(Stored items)
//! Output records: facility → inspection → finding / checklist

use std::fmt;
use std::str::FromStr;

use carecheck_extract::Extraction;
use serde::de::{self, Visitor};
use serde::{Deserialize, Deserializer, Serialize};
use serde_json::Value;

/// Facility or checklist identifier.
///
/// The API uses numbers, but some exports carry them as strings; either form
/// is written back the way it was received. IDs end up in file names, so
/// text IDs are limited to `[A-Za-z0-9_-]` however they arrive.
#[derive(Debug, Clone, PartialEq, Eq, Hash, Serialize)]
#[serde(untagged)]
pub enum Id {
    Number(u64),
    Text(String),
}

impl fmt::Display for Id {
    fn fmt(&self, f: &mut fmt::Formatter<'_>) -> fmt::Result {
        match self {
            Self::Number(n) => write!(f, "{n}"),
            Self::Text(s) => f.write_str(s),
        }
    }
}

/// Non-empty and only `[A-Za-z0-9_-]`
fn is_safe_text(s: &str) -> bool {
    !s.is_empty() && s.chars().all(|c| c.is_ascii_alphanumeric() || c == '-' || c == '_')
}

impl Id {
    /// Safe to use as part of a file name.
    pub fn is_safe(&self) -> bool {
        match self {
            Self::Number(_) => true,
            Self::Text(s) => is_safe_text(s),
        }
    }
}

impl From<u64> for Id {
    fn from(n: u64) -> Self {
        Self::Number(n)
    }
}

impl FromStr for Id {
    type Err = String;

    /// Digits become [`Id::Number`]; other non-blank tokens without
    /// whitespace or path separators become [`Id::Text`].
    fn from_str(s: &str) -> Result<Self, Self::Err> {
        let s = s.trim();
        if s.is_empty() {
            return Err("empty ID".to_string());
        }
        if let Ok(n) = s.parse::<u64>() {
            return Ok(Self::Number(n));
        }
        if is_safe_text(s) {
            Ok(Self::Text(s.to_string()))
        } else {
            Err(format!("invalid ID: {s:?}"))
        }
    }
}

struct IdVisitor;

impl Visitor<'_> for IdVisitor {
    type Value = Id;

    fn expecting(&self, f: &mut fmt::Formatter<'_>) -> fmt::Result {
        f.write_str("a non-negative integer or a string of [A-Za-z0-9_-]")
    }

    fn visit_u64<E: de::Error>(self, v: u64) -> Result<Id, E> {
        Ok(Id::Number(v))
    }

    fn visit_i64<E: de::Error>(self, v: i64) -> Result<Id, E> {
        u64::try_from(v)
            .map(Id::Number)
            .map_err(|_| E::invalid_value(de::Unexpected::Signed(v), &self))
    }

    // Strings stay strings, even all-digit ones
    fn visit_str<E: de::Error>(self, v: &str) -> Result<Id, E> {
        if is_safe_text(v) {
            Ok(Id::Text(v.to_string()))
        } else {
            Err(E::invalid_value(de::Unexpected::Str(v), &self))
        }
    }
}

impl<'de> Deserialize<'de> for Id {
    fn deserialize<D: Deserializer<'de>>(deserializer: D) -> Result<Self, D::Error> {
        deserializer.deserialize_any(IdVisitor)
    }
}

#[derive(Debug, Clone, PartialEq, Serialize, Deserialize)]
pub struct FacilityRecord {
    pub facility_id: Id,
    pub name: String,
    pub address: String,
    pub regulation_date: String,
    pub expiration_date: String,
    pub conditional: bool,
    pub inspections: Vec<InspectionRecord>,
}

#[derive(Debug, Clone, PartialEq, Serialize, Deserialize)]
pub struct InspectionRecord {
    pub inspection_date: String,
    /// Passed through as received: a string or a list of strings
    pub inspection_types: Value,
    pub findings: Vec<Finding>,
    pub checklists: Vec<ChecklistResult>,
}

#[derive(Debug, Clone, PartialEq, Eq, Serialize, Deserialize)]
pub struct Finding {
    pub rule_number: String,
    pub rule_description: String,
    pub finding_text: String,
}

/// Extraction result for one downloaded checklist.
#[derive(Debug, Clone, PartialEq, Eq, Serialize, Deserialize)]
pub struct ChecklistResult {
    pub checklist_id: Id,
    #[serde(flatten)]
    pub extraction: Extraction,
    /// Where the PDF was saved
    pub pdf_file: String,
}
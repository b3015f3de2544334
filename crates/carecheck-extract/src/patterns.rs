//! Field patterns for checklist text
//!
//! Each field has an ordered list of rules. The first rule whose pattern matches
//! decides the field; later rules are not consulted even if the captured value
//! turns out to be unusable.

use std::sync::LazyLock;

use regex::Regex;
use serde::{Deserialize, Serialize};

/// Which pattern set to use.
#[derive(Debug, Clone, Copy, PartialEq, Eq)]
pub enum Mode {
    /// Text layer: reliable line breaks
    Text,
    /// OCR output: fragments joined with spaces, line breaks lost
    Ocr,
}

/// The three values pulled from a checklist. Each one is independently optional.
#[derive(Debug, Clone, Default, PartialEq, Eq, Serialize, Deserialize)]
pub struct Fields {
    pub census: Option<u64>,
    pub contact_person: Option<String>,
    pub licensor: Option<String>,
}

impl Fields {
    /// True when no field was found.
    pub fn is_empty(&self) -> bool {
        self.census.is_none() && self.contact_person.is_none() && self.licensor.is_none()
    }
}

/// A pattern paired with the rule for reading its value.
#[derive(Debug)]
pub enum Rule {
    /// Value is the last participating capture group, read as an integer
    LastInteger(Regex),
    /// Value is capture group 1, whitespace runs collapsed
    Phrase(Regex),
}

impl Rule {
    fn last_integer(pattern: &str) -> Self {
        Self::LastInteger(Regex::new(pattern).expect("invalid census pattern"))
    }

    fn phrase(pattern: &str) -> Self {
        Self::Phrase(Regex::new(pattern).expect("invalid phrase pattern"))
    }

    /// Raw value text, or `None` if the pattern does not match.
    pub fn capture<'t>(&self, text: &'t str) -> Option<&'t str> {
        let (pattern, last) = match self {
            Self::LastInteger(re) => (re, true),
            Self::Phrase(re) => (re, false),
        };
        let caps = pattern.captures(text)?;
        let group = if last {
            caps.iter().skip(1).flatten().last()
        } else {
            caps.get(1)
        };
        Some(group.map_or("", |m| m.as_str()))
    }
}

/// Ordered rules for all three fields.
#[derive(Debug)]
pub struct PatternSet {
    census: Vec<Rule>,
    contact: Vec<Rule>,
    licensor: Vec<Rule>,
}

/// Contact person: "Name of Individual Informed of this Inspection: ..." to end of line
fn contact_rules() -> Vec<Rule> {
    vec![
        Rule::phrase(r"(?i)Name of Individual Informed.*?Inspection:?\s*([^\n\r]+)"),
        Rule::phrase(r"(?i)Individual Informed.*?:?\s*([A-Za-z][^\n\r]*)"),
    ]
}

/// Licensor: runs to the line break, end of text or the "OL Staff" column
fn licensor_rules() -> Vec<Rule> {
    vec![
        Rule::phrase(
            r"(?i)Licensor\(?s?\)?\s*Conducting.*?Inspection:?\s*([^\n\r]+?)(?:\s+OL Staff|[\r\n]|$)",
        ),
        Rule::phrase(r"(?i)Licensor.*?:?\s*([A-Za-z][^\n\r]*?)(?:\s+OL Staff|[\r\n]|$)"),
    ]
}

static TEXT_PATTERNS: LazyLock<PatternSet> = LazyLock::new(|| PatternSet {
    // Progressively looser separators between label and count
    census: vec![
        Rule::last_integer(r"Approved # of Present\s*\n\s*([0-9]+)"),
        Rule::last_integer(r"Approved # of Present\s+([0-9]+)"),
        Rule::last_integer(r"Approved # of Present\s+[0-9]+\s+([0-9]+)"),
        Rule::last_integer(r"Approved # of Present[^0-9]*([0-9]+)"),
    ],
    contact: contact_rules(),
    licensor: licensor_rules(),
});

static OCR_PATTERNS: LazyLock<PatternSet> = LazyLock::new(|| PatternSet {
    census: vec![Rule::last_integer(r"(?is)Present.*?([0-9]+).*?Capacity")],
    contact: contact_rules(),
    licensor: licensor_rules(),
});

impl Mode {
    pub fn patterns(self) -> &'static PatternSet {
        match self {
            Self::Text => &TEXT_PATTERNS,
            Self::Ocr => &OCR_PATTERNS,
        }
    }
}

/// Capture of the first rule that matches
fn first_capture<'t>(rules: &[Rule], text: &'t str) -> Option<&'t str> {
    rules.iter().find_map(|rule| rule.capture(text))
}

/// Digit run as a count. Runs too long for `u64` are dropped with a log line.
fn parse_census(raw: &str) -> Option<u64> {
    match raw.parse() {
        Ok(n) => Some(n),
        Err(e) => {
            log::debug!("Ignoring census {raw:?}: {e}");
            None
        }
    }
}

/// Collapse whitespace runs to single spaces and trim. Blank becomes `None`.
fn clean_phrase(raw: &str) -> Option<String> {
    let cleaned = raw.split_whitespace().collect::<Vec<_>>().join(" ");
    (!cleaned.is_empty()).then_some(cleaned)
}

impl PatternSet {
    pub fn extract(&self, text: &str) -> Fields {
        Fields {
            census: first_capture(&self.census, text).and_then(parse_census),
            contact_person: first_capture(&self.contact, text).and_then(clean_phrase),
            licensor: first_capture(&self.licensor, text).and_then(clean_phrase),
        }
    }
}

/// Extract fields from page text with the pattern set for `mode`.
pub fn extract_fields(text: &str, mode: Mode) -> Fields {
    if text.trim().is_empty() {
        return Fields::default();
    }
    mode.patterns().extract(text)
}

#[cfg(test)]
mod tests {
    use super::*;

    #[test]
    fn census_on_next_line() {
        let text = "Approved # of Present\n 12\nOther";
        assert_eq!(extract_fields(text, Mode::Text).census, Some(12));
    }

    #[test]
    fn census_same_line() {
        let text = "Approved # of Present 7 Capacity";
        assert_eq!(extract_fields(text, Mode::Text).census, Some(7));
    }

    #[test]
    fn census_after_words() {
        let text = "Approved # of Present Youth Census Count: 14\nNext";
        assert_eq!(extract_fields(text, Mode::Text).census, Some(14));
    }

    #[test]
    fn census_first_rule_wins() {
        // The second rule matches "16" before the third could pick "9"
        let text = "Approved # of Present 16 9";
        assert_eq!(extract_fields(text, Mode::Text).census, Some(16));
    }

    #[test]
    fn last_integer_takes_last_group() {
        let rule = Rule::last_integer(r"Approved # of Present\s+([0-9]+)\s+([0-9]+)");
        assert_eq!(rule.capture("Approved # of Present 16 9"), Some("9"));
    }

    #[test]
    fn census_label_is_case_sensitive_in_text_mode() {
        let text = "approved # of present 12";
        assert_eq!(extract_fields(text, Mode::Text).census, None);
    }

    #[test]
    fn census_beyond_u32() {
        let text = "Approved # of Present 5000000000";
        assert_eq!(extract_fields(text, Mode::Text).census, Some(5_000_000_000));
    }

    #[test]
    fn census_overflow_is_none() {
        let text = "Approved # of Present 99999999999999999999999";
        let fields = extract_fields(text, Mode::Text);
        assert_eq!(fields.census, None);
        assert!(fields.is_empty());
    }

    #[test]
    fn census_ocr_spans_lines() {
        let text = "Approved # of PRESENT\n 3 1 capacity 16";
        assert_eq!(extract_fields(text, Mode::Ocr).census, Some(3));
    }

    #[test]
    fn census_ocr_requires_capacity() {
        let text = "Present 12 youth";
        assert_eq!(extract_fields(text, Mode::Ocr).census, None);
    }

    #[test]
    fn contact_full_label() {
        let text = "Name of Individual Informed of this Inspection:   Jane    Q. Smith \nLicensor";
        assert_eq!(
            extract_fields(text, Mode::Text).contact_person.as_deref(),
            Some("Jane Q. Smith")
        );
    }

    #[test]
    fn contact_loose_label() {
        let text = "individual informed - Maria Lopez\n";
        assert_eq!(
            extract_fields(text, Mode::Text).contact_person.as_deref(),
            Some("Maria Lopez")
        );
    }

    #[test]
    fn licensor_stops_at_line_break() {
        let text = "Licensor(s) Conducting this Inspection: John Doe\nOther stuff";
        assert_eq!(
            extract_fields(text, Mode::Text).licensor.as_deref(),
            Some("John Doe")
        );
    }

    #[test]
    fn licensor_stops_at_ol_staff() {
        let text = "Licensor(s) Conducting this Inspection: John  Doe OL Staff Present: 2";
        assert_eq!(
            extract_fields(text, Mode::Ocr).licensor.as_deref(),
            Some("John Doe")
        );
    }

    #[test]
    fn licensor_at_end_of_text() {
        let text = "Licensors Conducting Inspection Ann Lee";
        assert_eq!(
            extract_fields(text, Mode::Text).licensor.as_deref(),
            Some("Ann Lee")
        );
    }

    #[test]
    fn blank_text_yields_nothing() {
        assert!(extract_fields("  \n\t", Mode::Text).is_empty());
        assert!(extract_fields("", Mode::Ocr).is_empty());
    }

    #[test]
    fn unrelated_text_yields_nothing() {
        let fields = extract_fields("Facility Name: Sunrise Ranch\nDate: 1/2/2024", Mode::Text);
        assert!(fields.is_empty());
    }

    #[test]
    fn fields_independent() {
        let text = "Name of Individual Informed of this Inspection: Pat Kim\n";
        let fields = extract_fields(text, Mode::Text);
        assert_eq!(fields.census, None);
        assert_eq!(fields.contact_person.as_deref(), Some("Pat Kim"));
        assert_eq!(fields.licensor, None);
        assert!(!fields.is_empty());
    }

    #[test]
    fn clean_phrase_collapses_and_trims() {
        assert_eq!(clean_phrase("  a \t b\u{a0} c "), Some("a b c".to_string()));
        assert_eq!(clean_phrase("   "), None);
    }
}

▶ [PROBLEM TO SOLVE]: Reproduce the entries above exactly, but only the lines between the line holding "fn visit_str<E: de::Error>(self, v: &str)" and the line holding "is independently optional.", inclusive.

▶ [ANSWER SPACE]:
    fn visit_str<E: de::Error>(self, v: &str) -> Result<Id, E> {
        if is_safe_text(v) {
            Ok(Id::Text(v.to_string()))
        } else {
            Err(E::invalid_value(de::Unexpected::Str(v), &self))
        }
    }
}

impl<'de> Deserialize<'de> for Id {
    fn deserialize<D: Deserializer<'de>>(deserializer: D) -> Result<Self, D::Error> {
        deserializer.deserialize_any(IdVisitor)
    }
}

#[derive(Debug, Clone, PartialEq, Serialize, Deserialize)]
pub struct FacilityRecord {
    pub facility_id: Id,
    pub name: String,
    pub address: String,
    pub regulation_date: String,
    pub expiration_date: String,
    pub conditional: bool,
    pub inspections: Vec<InspectionRecord>,
}

#[derive(Debug, Clone, PartialEq, Serialize, Deserialize)]
pub struct InspectionRecord {
    pub inspection_date: String,
    /// Passed through as received: a string or a list of strings
    pub inspection_types: Value,
    pub findings: Vec<Finding>,
    pub checklists: Vec<ChecklistResult>,
}

#[derive(Debug, Clone, PartialEq, Eq, Serialize, Deserialize)]
pub struct Finding {
    pub rule_number: String,
    pub rule_description: String,
    pub finding_text: String,
}

/// Extraction result for one downloaded checklist.
#[derive(Debug, Clone, PartialEq, Eq, Serialize, Deserialize)]
pub struct ChecklistResult {
    pub checklist_id: Id,
    #[serde(flatten)]
    pub extraction: Extraction,
    /// Where the PDF was saved
    pub pdf_file: String,
}
repository b3015f3de2544334
filename crates/carecheck-extract/src/patterns.rs
//! Field patterns for checklist text
//!
//! Each field has an ordered list of rules. The first rule whose pattern matches
//! decides the field; later rules are not consulted even if the captured value
//! turns out to be unusable.

use std::sync::LazyLock;

use regex::Regex;
use serde::{Deserialize, Serialize};

/// Which pattern set to use.
#[derive(Debug, Clone, Copy, PartialEq, Eq)]
pub enum Mode {
    /// Text layer: reliable line breaks
    Text,
    /// OCR output: fragments joined with spaces, line breaks lost
    Ocr,
}

/// The three values pulled from a checklist. Each one is independently optional.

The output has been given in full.